=== WORK REQUIRED ===
Please write out, exactly as given, every line of the entries below up to and including the line with "is not player".

=== SUPPLIED ENTRIES ===
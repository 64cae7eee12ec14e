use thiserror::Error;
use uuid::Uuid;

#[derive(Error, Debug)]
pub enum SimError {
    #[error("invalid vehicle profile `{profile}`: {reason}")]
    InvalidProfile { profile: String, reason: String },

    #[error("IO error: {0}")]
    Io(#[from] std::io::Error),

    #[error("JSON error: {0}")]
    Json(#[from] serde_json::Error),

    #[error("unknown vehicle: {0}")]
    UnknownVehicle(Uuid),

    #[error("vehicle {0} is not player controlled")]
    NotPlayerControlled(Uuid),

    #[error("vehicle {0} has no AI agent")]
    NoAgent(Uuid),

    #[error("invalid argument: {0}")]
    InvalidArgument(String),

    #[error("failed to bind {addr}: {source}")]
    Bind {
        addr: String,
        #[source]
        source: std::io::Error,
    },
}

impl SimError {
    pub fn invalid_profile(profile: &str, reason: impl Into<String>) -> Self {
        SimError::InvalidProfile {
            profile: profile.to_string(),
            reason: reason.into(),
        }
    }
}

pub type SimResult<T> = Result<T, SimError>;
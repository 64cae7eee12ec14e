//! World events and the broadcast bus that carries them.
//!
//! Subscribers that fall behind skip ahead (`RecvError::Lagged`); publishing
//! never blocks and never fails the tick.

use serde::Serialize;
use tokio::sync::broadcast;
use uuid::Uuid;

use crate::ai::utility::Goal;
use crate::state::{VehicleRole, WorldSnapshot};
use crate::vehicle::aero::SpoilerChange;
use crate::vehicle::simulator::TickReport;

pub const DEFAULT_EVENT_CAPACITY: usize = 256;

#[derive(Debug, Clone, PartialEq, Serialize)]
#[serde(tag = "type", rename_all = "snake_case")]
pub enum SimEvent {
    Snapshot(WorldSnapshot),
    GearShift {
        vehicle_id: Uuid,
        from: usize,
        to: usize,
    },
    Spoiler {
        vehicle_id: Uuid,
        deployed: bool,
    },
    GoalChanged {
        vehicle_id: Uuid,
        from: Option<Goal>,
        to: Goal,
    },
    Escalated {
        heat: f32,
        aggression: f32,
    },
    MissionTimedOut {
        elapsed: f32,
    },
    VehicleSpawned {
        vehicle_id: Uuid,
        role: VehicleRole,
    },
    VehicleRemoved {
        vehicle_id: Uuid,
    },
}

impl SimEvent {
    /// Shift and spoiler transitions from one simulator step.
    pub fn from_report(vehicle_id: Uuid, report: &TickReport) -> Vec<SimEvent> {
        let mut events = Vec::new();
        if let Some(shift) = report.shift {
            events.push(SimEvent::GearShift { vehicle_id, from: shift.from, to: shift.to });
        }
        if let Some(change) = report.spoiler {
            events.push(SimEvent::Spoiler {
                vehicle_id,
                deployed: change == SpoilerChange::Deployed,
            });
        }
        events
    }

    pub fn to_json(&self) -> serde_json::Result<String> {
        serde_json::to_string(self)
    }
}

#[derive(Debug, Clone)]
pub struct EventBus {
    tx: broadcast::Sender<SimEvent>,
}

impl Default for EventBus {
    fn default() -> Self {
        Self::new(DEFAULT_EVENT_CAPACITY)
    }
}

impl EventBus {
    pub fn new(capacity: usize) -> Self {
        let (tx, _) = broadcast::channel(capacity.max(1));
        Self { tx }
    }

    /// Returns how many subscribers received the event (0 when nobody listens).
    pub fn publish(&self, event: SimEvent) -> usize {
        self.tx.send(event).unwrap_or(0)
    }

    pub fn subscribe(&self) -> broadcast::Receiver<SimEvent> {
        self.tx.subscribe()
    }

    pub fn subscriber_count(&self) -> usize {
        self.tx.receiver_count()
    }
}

=== ANSWER TO THIS PROBLEM ===
repository 64cae7eee12ec14e
use thiserror::Error;
use uuid::Uuid;

#[derive(Error, Debug)]
pub enum SimError {
    #[error("invalid vehicle profile `{profile}`: {reason}")]
    InvalidProfile { profile: String, reason: String },

    #[error("IO error: {0}")]
    Io(#[from] std::io::Error),

    #[error("JSON error: {0}")]
    Json(#[from] serde_json::Error),

    #[error("unknown vehicle: {0}")]
    UnknownVehicle(Uuid),

    #[error("vehicle {0} is not player controlled")]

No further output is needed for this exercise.